NVIDIA CUDA-X Powers the New Sirius GPU Engine for DuckDB, Setting ClickBench Records

Sirius, an open-source GPU native SQL engine, achieved a new performance record on Clickbench—a widely used analytics benchmark. Developed by University of Wisconsin-Madison with support from NVIDIA engineers, Sirius brings GPU-accelerated analytics to DuckDB.

DuckDB has seen rapid adoption among organizations such as DeepSeek, Microsoft, and Databricks due to its simplicity, speed, and versatility. As analytics workloads are highly amenable to massive parallelism, GPUs have emerged as the natural next step with higher performance, throughput, and better total cost of ownership (TCO) compared to CPU-based databases. However, this growing demand for GPU acceleration is hindered by the challenge of building a database system from the ground up.

This is solved with the jointly developed Sirius, a composable GPU-native execution backend for DuckDB that reuses its advanced subsystems while accelerating query execution with GPUs. Using NVIDIA CUDA-X libraries, Sirius delivers GPU acceleration.

This blog post outlines the Sirius architecture and demonstrates how it achieved record-breaking performance on ClickBench, a widely used analytics benchmark.

Sirius: A GPU-native SQL engine

Diagram of the Sirius GPU-native SQL engine architecture, showing multiple query engines feeding a shared Substrait query plan executed on NVIDIA GPU libraries, with connections to local and cloud storage. — *Figure 1. Sirius architecture*

Sirius is a GPU-native SQL engine that provides drop-in acceleration for DuckDB—and, in the future, other data systems.

The team recently published an article detailing the Sirius architecture and demonstrated state-of-the-art performance on TPC-H at SF100.

Implemented as a DuckDB extension, Sirius requires no modifications to DuckDB’s codebase and only minimal changes to the user-facing interface. At the execution boundary, Sirius consumes query plans in the universal Substrait format, ensuring compatibility with other data systems. To minimize engineering effort and maximize reliability, Sirius is built on well-established NVIDIA libraries:

NVIDIA cuDF: High-performance, columnar-oriented relational operators (e.g., joins, aggregations, projections) natively designed for GPUs.
NVIDIA RAPIDS Memory Manager (RMM): An efficient GPU memory allocator, reducing fragmentation and allocation overheads.

Sirius constructs its GPU-native execution engine and buffer management on top of these high-performance libraries, while reusing DuckDB’s advanced subsystems —including its query parser, optimizer, and scan operators, where appropriate. This combination of mature ecosystems gives Sirius a head start, enabling it to break the ClickBench record with minimal engineering effort.

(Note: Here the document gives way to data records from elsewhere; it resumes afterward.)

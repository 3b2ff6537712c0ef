//! GRIB2 section parsing.
//!
//! Every parser takes one complete section, header included, so indices
//! below are `octet - 1` as numbered in the WMO tables. Signed GRIB2
//! integers use sign-magnitude encoding, not two's complement.

use chrono::{DateTime, Duration, TimeZone, Utc};

use crate::{Grib2Error, Result};

/// Section 0: Indicator Section (16 bytes)
#[derive(Debug, Clone, Copy, PartialEq, Eq)]
pub struct Indicator {
    pub discipline: u8,
    pub edition: u8,
    pub total_length: u64,
}

/// GRIB2 parameter as (discipline, category, number).
#[derive(Debug, Clone, Copy, PartialEq, Eq, Hash, PartialOrd, Ord)]
pub struct ParameterId {
    pub discipline: u8,
    pub category: u8,
    pub number: u8,
}

impl ParameterId {
    pub const fn new(discipline: u8, category: u8, number: u8) -> Self {
        Self {
            discipline,
            category,
            number,
        }
    }
}

/// First fixed surface of a product: type (code table 4.5) and value.
#[derive(Debug, Clone, Copy, PartialEq)]
pub struct LevelDescriptor {
    pub surface_type: u8,
    /// `None` when the file marks the value as missing.
    pub value: Option<f64>,
}

impl LevelDescriptor {
    pub const fn new(surface_type: u8, value: Option<f64>) -> Self {
        Self {
            surface_type,
            value,
        }
    }
}

/// Section 3 grid templates that can produce cell coordinates.
#[derive(Debug, Clone, PartialEq)]
pub enum GridDefinition {
    /// Template 3.0
    LatLon(LatLonGrid),
    /// Template 3.30
    Lambert(LambertGrid),
    /// Any other template; geometry unknown.
    Unsupported { template: u16, num_points: usize },
}

/// Template 3.0 in degrees.
#[derive(Debug, Clone, Copy, PartialEq)]
pub struct LatLonGrid {
    pub ni: usize,
    pub nj: usize,
    pub la1: f64,
    pub lo1: f64,
    pub la2: f64,
    pub lo2: f64,
    pub di: f64,
    pub dj: f64,
    pub scanning_mode: u8,
}

/// Template 3.30 in degrees and meters.
#[derive(Debug, Clone, Copy, PartialEq)]
pub struct LambertGrid {
    pub nx: usize,
    pub ny: usize,
    pub la1: f64,
    pub lo1: f64,
    pub lov: f64,
    pub latin1: f64,
    pub latin2: f64,
    pub dx: f64,
    pub dy: f64,
    pub scanning_mode: u8,
}

impl GridDefinition {
    pub fn template(&self) -> u16 {
        match self {
            Self::LatLon(_) => 0,
            Self::Lambert(_) => 30,
            Self::Unsupported { template, .. } => *template,
        }
    }

    /// (columns, rows) for supported templates.
    pub fn shape(&self) -> Option<(usize, usize)> {
        match self {
            Self::LatLon(g) => Some((g.ni, g.nj)),
            Self::Lambert(g) => Some((g.nx, g.ny)),
            Self::Unsupported { .. } => None,
        }
    }

    pub fn num_points(&self) -> usize {
        match self {
            Self::LatLon(g) => g.ni * g.nj,
            Self::Lambert(g) => g.nx * g.ny,
            Self::Unsupported { num_points, .. } => *num_points,
        }
    }
}

/// Section 4 fields needed to select and time a message.
#[derive(Debug, Clone, PartialEq)]
pub struct ProductDefinition {
    pub template: u16,
    pub category: u8,
    pub number: u8,
    pub level: Option<LevelDescriptor>,
    /// Offset of the forecast from the reference time.
    pub forecast: Option<Duration>,
    /// End of the statistical interval for template 4.8 products.
    pub interval_end: Option<DateTime<Utc>>,
}

// ===== Byte helpers =====

pub(crate) fn read_u16(b: &[u8], at: usize) -> u16 {
    u16::from_be_bytes([b[at], b[at + 1]])
}

pub(crate) fn read_u32(b: &[u8], at: usize) -> u32 {
    u32::from_be_bytes([b[at], b[at + 1], b[at + 2], b[at + 3]])
}

/// Sign-magnitude 32-bit integer.
pub(crate) fn read_i32(b: &[u8], at: usize) -> i32 {
    let raw = read_u32(b, at);
    let magnitude = (raw & 0x7FFF_FFFF) as i32;
    if raw & 0x8000_0000 != 0 {
        -magnitude
    } else {
        magnitude
    }
}

/// Sign-magnitude 8-bit integer.
fn read_i8(b: &[u8], at: usize) -> i8 {
    let magnitude = (b[at] & 0x7F) as i8;
    if b[at] & 0x80 != 0 {
        -magnitude
    } else {
        magnitude
    }
}

fn require_len(section: &[u8], number: u8, needed: usize) -> Result<()> {
    if section.len() < needed {
        return Err(Grib2Error::InvalidSection {
            section: number,
            reason: format!("needs at least {} bytes, got {}", needed, section.len()),
        });
    }
    Ok(())
}

// ===== Parsing Functions =====

/// Parse Section 0 from the first 16 bytes of a message.
pub fn parse_indicator(data: &[u8; 16]) -> Result<Indicator> {
    if &data[0..4] != b"GRIB" {
        return Err(Grib2Error::InvalidFormat(
            "Invalid GRIB magic bytes".to_string(),
        ));
    }

    // Octet 7: discipline, octet 8: edition, octets 9-16: total length
    let discipline = data[6];
    let edition = data[7];
    if edition != 2 {
        return Err(Grib2Error::InvalidFormat(format!(
            "Expected GRIB edition 2, got {}",
            edition
        )));
    }

    let total_length = u64::from_be_bytes([
        data[8], data[9], data[10], data[11], data[12], data[13], data[14], data[15],
    ]);

    Ok(Indicator {
        discipline,
        edition,
        total_length,
    })
}

/// Parse the reference time out of Section 1.
pub fn parse_reference_time(section: &[u8]) -> Result<DateTime<Utc>> {
    require_len(section, 1, 19)?;

    // Octets 13-14: year, 15: month, 16: day, 17: hour, 18: minute, 19: second
    let year = read_u16(section, 12);
    let (month, day, hour, minute, second) =
        (section[14], section[15], section[16], section[17], section[18]);

    Utc.with_ymd_and_hms(
        year as i32,
        month as u32,
        day as u32,
        hour as u32,
        minute as u32,
        second as u32,
    )
    .single()
    .ok_or_else(|| Grib2Error::InvalidSection {
        section: 1,
        reason: format!(
            "Invalid date: {}-{:02}-{:02} {:02}:{:02}:{:02}",
            year, month, day, hour, minute, second
        ),
    })
}

/// Parse Section 3 (Grid Definition).
pub fn parse_grid_definition(section: &[u8]) -> Result<GridDefinition> {
    require_len(section, 3, 14)?;

    // Octets 7-10: number of data points, octets 13-14: template number
    let num_points = read_u32(section, 6) as usize;
    let template = read_u16(section, 12);
    let gd = &section[14..];

    match template {
        0 => {
            // Template 3.0 relative to octet 15:
            // 16-19 Ni, 20-23 Nj, 24-27 basic angle, 28-31 subdivisions,
            // 32-35 La1, 36-39 Lo1, 40 flags, 41-44 La2, 45-48 Lo2,
            // 49-52 Di, 53-56 Dj, 57 scanning mode
            require_len(gd, 3, 58)?;
            let ni = read_u32(gd, 16) as usize;
            let nj = read_u32(gd, 20) as usize;

            let basic_angle = read_u32(gd, 24);
            let subdivisions = read_u32(gd, 28);
            // Angles are microdegrees unless a basic angle is given
            let degrees = |raw: f64| {
                if basic_angle == 0 || basic_angle == u32::MAX || subdivisions == u32::MAX {
                    raw / 1e6
                } else {
                    raw * basic_angle as f64 / subdivisions as f64
                }
            };

            let la1 = degrees(read_i32(gd, 32) as f64);
            let lo1 = degrees(read_i32(gd, 36) as f64);
            let la2 = degrees(read_i32(gd, 41) as f64);
            let lo2 = degrees(read_i32(gd, 45) as f64);

            let di_raw = read_u32(gd, 49);
            let dj_raw = read_u32(gd, 53);
            // Missing increments are implied by the corner points
            let di = if di_raw == u32::MAX {
                span(lo1, lo2, ni)
            } else {
                degrees(di_raw as f64)
            };
            let dj = if dj_raw == u32::MAX {
                span(la1, la2, nj)
            } else {
                degrees(dj_raw as f64)
            };

            check_points(ni * nj, num_points)?;
            Ok(GridDefinition::LatLon(LatLonGrid {
                ni,
                nj,
                la1,
                lo1,
                la2,
                lo2,
                di,
                dj,
                scanning_mode: gd[57],
            }))
        }
        30 => {
            // Template 3.30 relative to octet 15:
            // 16-19 Nx, 20-23 Ny, 24-27 La1, 28-31 Lo1, 32 flags, 33-36 LaD,
            // 37-40 LoV, 41-44 Dx (mm), 45-48 Dy (mm), 49 projection centre,
            // 50 scanning mode, 51-54 Latin1, 55-58 Latin2
            require_len(gd, 3, 59)?;
            let nx = read_u32(gd, 16) as usize;
            let ny = read_u32(gd, 20) as usize;

            check_points(nx * ny, num_points)?;
            Ok(GridDefinition::Lambert(LambertGrid {
                nx,
                ny,
                la1: read_i32(gd, 24) as f64 / 1e6,
                lo1: read_i32(gd, 28) as f64 / 1e6,
                lov: read_i32(gd, 37) as f64 / 1e6,
                dx: read_u32(gd, 41) as f64 / 1e3,
                dy: read_u32(gd, 45) as f64 / 1e3,
                scanning_mode: gd[50],
                latin1: read_i32(gd, 51) as f64 / 1e6,
                latin2: read_i32(gd, 55) as f64 / 1e6,
            }))
        }
        other => Ok(GridDefinition::Unsupported {
            template: other,
            num_points,
        }),
    }
}

fn span(first: f64, last: f64, n: usize) -> f64 {
    if n > 1 {
        (last - first).abs() / (n - 1) as f64
    } else {
        0.0
    }
}

fn check_points(shape: usize, declared: usize) -> Result<()> {
    if shape != declared {
        return Err(Grib2Error::InvalidSection {
            section: 3,
            reason: format!(
                "grid shape has {} points but section declares {}",
                shape, declared
            ),
        });
    }
    Ok(())
}

/// Parse Section 4 (Product Definition).
///
/// Templates 4.0 through 4.15 share the layout of the first 34 octets, so
/// level and forecast time are read for those only. Category and number sit
/// at the same place in every template.
pub fn parse_product_definition(section: &[u8]) -> Result<ProductDefinition> {
    require_len(section, 4, 11)?;

    // Octets 8-9: template, 10: parameter category, 11: parameter number
    let template = read_u16(section, 7);
    let category = section[9];
    let number = section[10];

    if template > 15 || section.len() < 34 {
        return Ok(ProductDefinition {
            template,
            category,
            number,
            level: None,
            forecast: None,
            interval_end: None,
        });
    }

    // Octet 18: time range unit, 19-22: forecast time
    let forecast = time_unit_seconds(section[17])
        .map(|unit| Duration::seconds(unit * read_i32(section, 18) as i64));

    // Octet 23: first surface type, 24: scale factor, 25-28: scaled value
    let surface_type = section[22];
    let level = if surface_type == 255 {
        None
    } else {
        let value = if section[23] == 0xFF && read_u32(section, 24) == u32::MAX {
            None
        } else {
            let scale = read_i8(section, 23) as i32;
            Some(read_i32(section, 24) as f64 / 10f64.powi(scale))
        };
        Some(LevelDescriptor::new(surface_type, value))
    };

    // Template 4.8 octets 35-41: end of overall time interval
    let interval_end = if template == 8 && section.len() >= 41 {
        Utc.with_ymd_and_hms(
            read_u16(section, 34) as i32,
            section[36] as u32,
            section[37] as u32,
            section[38] as u32,
            section[39] as u32,
            section[40] as u32,
        )
        .single()
    } else {
        None
    };

    Ok(ProductDefinition {
        template,
        category,
        number,
        level,
        forecast,
        interval_end,
    })
}

/// Seconds per unit for code table 4.4.
fn time_unit_seconds(unit: u8) -> Option<i64> {
    match unit {
        0 => Some(60),
        1 => Some(3_600),
        2 => Some(86_400),
        10 => Some(3 * 3_600),
        11 => Some(6 * 3_600),
        12 => Some(12 * 3_600),
        13 => Some(1),
        _ => None,
    }
}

Diagram of a Sirius query where DuckDB scans a table, converts data to Apache Arrow, and NVIDIA cuDF executes aggregates and projections on the GPU. — *Figure 2. Sirius Query on CPU and GPUs*

As illustrated in Figure 2, the process begins when Sirius receives an already optimized query plan from DuckDB’s internal format, ensuring robust logical and physical optimizations are preserved. For table scans, Sirius invokes DuckDB’s scan functionality, which provides features such as min-max filtering, zone skipping, and on-the-fly decompression—these operations efficiently load the relevant data into host memory.

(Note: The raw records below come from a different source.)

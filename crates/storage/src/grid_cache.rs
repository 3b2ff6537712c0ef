//! Build-once cache keyed on grid fingerprint.
//!
//! Building a spatial index over the 1.9M-cell HRRR grid takes far longer
//! than reading a message, while every file in a run shares the same
//! geometry. Entries are built at most once per fingerprint: concurrent
//! callers for the same key wait on one construction, callers for other
//! keys proceed independently, and a failed build leaves the slot empty so
//! the next caller retries.

use std::collections::HashMap;
use std::future::Future;
use std::sync::atomic::{AtomicU64, Ordering};
use std::sync::{Arc, Mutex};

use projection::{GridFingerprint, GridIndex, ProjectionError};
use tokio::sync::OnceCell;
use tracing::debug;

/// Statistics for a fingerprint cache.
#[derive(Debug, Default, Clone, PartialEq)]
pub struct CacheStats {
    pub hits: u64,
    pub misses: u64,
    /// Completed constructions; at most one per fingerprint
    pub builds: u64,
    pub entries: usize,
}

impl CacheStats {
    pub fn hit_rate(&self) -> f64 {
        let total = self.hits + self.misses;
        if total == 0 {
            0.0
        } else {
            (self.hits as f64 / total as f64) * 100.0
        }
    }
}

type Slot<V> = Arc<OnceCell<Arc<V>>>;

/// Process-wide map from grid fingerprint to a shared, immutable value.
pub struct FingerprintCache<V> {
    slots: Mutex<HashMap<GridFingerprint, Slot<V>>>,
    hits: AtomicU64,
    misses: AtomicU64,
    builds: AtomicU64,
}

/// Cache of nearest-neighbour indexes.
pub type GridIndexCache = FingerprintCache<GridIndex>;

impl<V> Default for FingerprintCache<V> {
    fn default() -> Self {
        Self {
            slots: Mutex::new(HashMap::new()),
            hits: AtomicU64::new(0),
            misses: AtomicU64::new(0),
            builds: AtomicU64::new(0),
        }
    }
}

impl<V> FingerprintCache<V>
where
    V: Send + Sync + 'static,
{
    pub fn new() -> Self {
        Self::default()
    }

    fn slot(&self, fingerprint: GridFingerprint) -> Slot<V> {
        // A panic while holding the lock cannot leave the map inconsistent
        let mut slots = self.slots.lock().unwrap_or_else(|e| e.into_inner());
        slots.entry(fingerprint).or_default().clone()
    }

    /// Return the cached value, running `build` if this fingerprint has none yet.
    pub async fn get_or_try_build<F, Fut, E>(
        &self,
        fingerprint: GridFingerprint,
        build: F,
    ) -> Result<Arc<V>, E>
    where
        F: FnOnce() -> Fut,
        Fut: Future<Output = Result<V, E>>,
    {
        let slot = self.slot(fingerprint);

        if let Some(value) = slot.get() {
            self.hits.fetch_add(1, Ordering::Relaxed);
            return Ok(value.clone());
        }
        self.misses.fetch_add(1, Ordering::Relaxed);

        let value = slot
            .get_or_try_init(|| async {
                debug!(fingerprint = %fingerprint.short(), "Building cache entry");
                let value = build().await?;
                self.builds.fetch_add(1, Ordering::Relaxed);
                Ok::<_, E>(Arc::new(value))
            })
            .await?;

        Ok(value.clone())
    }

    /// Value for `fingerprint` if it has already been built.
    pub fn get(&self, fingerprint: &GridFingerprint) -> Option<Arc<V>> {
        let slots = self.slots.lock().unwrap_or_else(|e| e.into_inner());
        slots.get(fingerprint).and_then(|slot| slot.get().cloned())
    }

    pub fn stats(&self) -> CacheStats {
        let entries = {
            let slots = self.slots.lock().unwrap_or_else(|e| e.into_inner());
            slots.values().filter(|slot| slot.initialized()).count()
        };
        CacheStats {
            hits: self.hits.load(Ordering::Relaxed),
            misses: self.misses.load(Ordering::Relaxed),
            builds: self.builds.load(Ordering::Relaxed),
            entries,
        }
    }
}

impl GridIndexCache {
    /// Return the index for `fingerprint`, building it from explicit
    /// coordinates on a blocking thread if needed.
    pub async fn get_or_build(
        &self,
        fingerprint: GridFingerprint,
        ni: usize,
        nj: usize,
        lats: Vec<f64>,
        lons: Vec<f64>,
    ) -> Result<Arc<GridIndex>, ProjectionError> {
        self.get_or_try_build(fingerprint, || async move {
            tokio::task::spawn_blocking(move || GridIndex::build(fingerprint, ni, nj, lats, lons))
                .await
                .unwrap_or_else(|e| Err(ProjectionError::Aborted(e.to_string())))
        })
        .await
    }
}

Next, the result of the table scan is transformed from DuckDB’s native format into a Sirius data format (closely aligned with Apache Arrow), which is then transferred to GPU memory. In benchmarks like ClickBench, Sirius can cache frequently accessed tables on the GPU, accelerating repeated query execution.

The Sirius format can be mapped directly to a cudf::table for zero-copy interoperability, enabling all remaining SQL operators (aggregates, projections, and joins) to execute at GPU speed through cuDF primitives. Once computation completes, results are transferred back to the CPU, converted to DuckDB’s expected output format, and returned to the user—offering both raw speed and a seamless, familiar analytics experience.

Hitting #1 on Clickbench

Sirius running on an NVIDIA GH200 Grace Hopper Superchip instance from Lambda Labs ($1.5/hour) was evaluated against the top five systems on ClickBench. The alternative systems ran on CPU-only instances—AWS c6a.metal ($7.3/hour), AWS c8g.metal-48xl ($7.6/hour), and AWS c7a.metal-48xl ($9.8/hour). Hot-run execution time and relative runtime are reported, following the ClickBench methodologies, where lower values indicate better performance, and 1.0 represents the best possible score. Figure 3 shows the geometric mean of the relative runtime across all benchmark queries. In the ClickBench runs, Sirius achieved the lowest relative runtime on cheaper hardware, resulting in at least 7.2x higher cost-efficiency under this setup. Note that these benchmark results were obtained at the time of evaluation and are subject to change in the future.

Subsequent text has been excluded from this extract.